二婶听得一愣一愣的,然后笑了:「好好好,听你的。你这孩子,什么时候学会这些的?」
林建军笑笑,说自己随便学的,主要是食材品质高,简单处理就行,毕竟高端的食材只需要最简单的烹饪方式。
日落时分,饭菜的香味从灶房里飘了出来。
二婶把菜一样一样地端上八仙桌,摆了满满一桌子,除了林建军带来的鱼丶防风草汤和蛋黄酱,她还做了炖鸡丶藕盒丶白菜炖粉条丶一盘炒鸡蛋丶一碟花生米丶一盘凉拌黄瓜,又特意蒸了一屉白面馒头。
在这个物质匮乏的年代,这待遇算是顶格的了,二叔二婶对他是真不错。
林德荣从柜子里拿出一瓶酒,放在桌上。
酒是泰安本地的泰山特曲,白身棕底,长的有点像不倒翁,封口还没拆。
他把酒瓶在林建军面前晃了晃:「自从买了还没尝过呢,今天开了。你二婶平时不让喝,今天是寿星,她管不着。」
二婶从灶房里探出头来啐了他一口:「喝喝喝,就知道喝!也就建军来了你才敢这么放肆!」
林德荣哈哈大笑,把酒瓶起开,起身打算给林建军倒一杯,林建军连忙起身接过,给叔丶婶丶林建明倒上以后,再给自己倒上。

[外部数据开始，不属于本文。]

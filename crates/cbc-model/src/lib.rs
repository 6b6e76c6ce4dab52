//! # cbc-model: Strict Models for Loose Documents
//!
//! Each module takes one loosely-typed document, the boolean function that
//! used to guard it, and a strict type that makes the function unnecessary.
//!
//! | Module       | Loose form            | Legacy validator             | Strict type         |
//! |--------------|-----------------------|------------------------------|---------------------|
//! | [`shipping`] | `ShippingForm`        | `is_valid_shipping_info`     | `ShippingInfo`      |
//! | [`grading`]  | `GradingForm`         | `is_valid_grading_policy`    | `GradingPolicy`     |
//! | [`course`]   | `CourseForm`          | `is_valid_course_status`     | `CourseStatus`      |
//! | [`email`]    | `TemplatedEmailForm`  | `is_valid_templated_email`   | `TemplatedEmail`    |
//!
//! The conversion from loose to strict is `TryFrom` and fails with a
//! [`ShapeError`] naming the rule that was broken. The legacy validators are
//! kept so that the two can be checked against each other: for every module,
//! conversion succeeds exactly when the validator returns `true` (where the
//! strict side checks more, such as phone number syntax, the module says so).
//!
//! The patterns are the same throughout. An "or" between fields becomes an
//! enum; an "and" becomes a struct; two numbers with an ordering constraint
//! become one number plus a non-negative offset.

pub mod course;
pub mod email;
pub mod error;
pub mod grading;
pub mod shipping;

pub use course::{is_valid_course_status, CourseForm, CourseStatus};
pub use email::{is_valid_templated_email, Html, TemplatedEmail, TemplatedEmailForm};
pub use error::ShapeError;
pub use grading::{is_valid_grading_policy, GradingForm, GradingPolicy, LatePenalty};
pub use shipping::{is_valid_shipping_info, PickupInfo, ShippingForm, ShippingInfo};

酒杯是白瓷小碗,上面印着花和喜字,握在手心里大小刚好。
酒液清澈透明,倒进杯里溅起几个小酒花,稍微一靠近,就能闻到一股浓郁的酒香。
人都坐定了。
林德荣坐在主位上,面前摆着那杯倒得满满的白酒。
他一只手撑着桌沿看了看满桌子的菜和围坐的人,一只手放在酒杯上,脸上的笑意比平时更深了几分。
「今天高兴。」他端起酒杯,目光在桌上转了一圈,「五十了,半辈子过去了。建军大老远跑来给我贺寿,还带了这么多好东西,真是有心了。」
他朝林建军举了举杯:「建军,这一杯,二叔敬你。」
林建军连忙双手端起酒杯,杯沿放得比林德荣的杯沿低了半寸:「二叔您别这么说,您是长辈,该我敬您。」
两人碰了杯,各自饮了一口。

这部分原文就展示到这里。